__PROBLEM STATEMENT__:
Below are entries; count the lines among them that contain the word "struct", and give only the count.

__RECORDS SHOWN__:

-- -- --

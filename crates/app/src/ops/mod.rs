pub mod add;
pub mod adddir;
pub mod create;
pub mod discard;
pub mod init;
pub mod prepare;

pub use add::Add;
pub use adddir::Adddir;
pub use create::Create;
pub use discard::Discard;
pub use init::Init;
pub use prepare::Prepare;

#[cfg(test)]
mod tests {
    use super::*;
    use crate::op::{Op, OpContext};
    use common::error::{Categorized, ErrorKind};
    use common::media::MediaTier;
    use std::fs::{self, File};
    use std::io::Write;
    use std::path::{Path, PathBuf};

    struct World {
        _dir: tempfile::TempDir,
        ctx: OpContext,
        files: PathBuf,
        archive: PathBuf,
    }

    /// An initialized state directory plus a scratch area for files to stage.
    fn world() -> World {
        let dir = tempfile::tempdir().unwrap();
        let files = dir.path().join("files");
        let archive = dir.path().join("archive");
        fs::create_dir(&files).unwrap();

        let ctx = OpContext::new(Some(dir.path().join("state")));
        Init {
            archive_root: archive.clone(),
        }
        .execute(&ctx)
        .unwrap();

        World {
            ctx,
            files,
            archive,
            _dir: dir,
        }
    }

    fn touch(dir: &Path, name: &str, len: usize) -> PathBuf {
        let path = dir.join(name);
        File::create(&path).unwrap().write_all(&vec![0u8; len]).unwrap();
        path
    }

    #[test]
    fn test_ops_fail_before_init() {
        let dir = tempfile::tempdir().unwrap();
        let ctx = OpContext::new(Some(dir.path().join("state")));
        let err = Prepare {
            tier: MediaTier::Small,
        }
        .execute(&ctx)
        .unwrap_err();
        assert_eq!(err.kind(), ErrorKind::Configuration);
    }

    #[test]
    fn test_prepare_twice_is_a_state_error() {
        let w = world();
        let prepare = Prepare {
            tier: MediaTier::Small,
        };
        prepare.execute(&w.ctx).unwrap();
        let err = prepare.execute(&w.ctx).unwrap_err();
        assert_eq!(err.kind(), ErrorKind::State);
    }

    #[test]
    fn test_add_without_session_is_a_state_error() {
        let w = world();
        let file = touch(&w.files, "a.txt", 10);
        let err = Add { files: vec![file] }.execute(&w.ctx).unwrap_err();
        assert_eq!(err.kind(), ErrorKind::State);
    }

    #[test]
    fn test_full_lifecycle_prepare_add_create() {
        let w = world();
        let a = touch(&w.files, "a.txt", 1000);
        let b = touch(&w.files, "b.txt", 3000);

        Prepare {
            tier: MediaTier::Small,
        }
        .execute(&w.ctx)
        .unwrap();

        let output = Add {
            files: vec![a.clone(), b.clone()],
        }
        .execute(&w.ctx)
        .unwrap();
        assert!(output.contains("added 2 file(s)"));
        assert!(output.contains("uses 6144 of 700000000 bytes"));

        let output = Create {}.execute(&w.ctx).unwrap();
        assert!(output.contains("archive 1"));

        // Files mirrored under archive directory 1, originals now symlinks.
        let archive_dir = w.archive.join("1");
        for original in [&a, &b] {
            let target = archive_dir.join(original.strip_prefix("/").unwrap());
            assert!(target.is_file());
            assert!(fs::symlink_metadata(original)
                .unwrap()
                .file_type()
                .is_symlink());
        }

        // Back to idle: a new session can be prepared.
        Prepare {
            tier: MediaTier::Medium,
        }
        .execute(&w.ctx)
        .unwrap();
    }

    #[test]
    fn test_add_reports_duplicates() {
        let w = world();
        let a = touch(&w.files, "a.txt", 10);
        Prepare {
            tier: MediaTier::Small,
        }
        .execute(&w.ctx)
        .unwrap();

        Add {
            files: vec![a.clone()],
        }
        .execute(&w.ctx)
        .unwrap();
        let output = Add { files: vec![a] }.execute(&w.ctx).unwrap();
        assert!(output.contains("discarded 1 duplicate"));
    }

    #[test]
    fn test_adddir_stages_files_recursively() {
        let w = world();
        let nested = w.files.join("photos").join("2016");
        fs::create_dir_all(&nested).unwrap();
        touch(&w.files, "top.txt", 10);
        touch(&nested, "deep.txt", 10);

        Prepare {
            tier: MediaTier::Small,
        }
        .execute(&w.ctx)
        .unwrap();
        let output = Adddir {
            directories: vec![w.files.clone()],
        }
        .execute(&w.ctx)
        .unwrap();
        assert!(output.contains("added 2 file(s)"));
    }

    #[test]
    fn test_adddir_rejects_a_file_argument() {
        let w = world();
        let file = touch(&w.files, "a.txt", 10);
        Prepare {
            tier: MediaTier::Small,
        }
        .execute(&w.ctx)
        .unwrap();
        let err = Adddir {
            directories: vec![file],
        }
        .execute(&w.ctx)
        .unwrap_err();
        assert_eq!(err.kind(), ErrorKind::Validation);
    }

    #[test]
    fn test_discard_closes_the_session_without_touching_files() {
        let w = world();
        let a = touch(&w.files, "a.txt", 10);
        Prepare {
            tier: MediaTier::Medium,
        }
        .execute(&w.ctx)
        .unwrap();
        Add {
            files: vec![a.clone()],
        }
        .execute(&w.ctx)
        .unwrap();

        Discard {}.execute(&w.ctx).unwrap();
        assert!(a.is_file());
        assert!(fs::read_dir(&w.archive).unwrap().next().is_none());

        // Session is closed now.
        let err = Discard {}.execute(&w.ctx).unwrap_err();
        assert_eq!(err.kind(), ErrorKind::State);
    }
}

-- -- --

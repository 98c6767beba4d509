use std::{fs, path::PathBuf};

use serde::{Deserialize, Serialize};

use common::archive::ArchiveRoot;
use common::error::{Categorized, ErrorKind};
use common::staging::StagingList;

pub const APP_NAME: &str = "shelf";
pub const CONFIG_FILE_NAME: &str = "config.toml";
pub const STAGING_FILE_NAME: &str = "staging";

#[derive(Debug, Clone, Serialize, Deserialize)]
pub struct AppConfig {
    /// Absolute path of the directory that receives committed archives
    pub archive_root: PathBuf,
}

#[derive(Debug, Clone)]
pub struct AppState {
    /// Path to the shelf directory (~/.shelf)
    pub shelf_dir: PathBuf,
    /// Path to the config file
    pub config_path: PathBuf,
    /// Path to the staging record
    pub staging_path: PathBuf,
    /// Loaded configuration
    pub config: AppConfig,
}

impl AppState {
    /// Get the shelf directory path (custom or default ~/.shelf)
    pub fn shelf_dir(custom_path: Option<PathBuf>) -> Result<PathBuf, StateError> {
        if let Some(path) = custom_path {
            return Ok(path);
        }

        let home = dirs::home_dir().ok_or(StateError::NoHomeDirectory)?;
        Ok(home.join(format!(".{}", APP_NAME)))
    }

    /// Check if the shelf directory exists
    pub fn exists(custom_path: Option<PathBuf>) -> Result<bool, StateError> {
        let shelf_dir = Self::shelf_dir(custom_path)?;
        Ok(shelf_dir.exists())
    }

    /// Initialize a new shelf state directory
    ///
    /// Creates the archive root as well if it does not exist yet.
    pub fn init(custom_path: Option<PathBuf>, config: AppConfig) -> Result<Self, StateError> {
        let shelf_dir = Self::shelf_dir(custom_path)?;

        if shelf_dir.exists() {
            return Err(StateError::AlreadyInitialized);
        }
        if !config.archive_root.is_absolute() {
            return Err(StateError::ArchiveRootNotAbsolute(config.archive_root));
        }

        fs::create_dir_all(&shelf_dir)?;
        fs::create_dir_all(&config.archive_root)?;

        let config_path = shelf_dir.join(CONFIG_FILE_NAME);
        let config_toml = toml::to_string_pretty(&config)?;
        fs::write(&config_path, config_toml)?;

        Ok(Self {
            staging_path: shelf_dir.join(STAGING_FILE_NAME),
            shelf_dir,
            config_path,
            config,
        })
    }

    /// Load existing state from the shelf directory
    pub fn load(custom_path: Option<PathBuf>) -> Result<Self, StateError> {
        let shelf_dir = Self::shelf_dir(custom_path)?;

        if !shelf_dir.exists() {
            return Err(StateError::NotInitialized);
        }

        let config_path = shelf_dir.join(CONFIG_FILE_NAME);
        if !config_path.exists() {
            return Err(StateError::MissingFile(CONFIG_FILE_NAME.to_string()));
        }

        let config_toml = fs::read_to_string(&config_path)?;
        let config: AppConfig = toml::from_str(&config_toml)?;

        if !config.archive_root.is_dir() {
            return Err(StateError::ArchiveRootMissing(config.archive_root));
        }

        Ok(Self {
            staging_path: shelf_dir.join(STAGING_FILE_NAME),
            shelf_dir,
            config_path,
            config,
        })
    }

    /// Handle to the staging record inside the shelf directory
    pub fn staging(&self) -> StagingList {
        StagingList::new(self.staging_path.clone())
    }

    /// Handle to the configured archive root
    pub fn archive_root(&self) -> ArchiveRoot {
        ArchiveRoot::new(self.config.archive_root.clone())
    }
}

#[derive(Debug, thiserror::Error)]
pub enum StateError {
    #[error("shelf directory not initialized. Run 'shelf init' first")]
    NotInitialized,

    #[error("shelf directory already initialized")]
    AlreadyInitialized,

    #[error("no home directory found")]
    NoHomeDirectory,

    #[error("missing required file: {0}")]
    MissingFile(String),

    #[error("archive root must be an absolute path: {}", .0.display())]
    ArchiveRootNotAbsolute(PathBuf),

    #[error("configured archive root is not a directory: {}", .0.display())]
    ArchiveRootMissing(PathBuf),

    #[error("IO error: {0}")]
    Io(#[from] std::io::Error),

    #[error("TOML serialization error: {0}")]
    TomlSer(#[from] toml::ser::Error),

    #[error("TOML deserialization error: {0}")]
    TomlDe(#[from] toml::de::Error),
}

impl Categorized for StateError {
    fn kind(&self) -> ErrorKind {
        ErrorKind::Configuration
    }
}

-- -- --

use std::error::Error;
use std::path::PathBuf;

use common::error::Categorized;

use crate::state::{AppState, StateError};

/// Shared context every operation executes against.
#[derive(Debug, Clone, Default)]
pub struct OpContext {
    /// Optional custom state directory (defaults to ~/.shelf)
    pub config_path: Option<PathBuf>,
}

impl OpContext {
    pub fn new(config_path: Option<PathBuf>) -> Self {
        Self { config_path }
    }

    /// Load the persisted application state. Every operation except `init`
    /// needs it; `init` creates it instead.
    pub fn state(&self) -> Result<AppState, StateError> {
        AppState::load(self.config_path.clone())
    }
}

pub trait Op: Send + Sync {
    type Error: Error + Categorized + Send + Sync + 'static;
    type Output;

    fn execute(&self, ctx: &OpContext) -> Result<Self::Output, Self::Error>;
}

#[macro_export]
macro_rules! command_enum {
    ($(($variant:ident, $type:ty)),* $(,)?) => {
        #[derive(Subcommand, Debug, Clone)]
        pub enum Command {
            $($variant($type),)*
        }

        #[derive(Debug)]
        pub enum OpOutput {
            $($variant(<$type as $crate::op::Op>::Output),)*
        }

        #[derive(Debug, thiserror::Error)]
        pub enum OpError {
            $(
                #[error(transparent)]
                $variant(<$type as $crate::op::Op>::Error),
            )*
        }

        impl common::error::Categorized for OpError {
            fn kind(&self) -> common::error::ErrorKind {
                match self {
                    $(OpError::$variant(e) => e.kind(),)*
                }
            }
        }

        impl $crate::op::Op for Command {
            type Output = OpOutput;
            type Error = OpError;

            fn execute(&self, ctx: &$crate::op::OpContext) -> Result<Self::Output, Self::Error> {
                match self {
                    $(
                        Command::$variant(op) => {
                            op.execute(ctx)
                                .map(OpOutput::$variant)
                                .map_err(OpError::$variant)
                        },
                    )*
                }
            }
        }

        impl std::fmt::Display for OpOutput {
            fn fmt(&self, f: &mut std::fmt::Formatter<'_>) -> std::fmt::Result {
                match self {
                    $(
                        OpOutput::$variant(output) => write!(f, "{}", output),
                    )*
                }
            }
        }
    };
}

-- -- --

__RESULT FOR THIS EXERCISE__:
4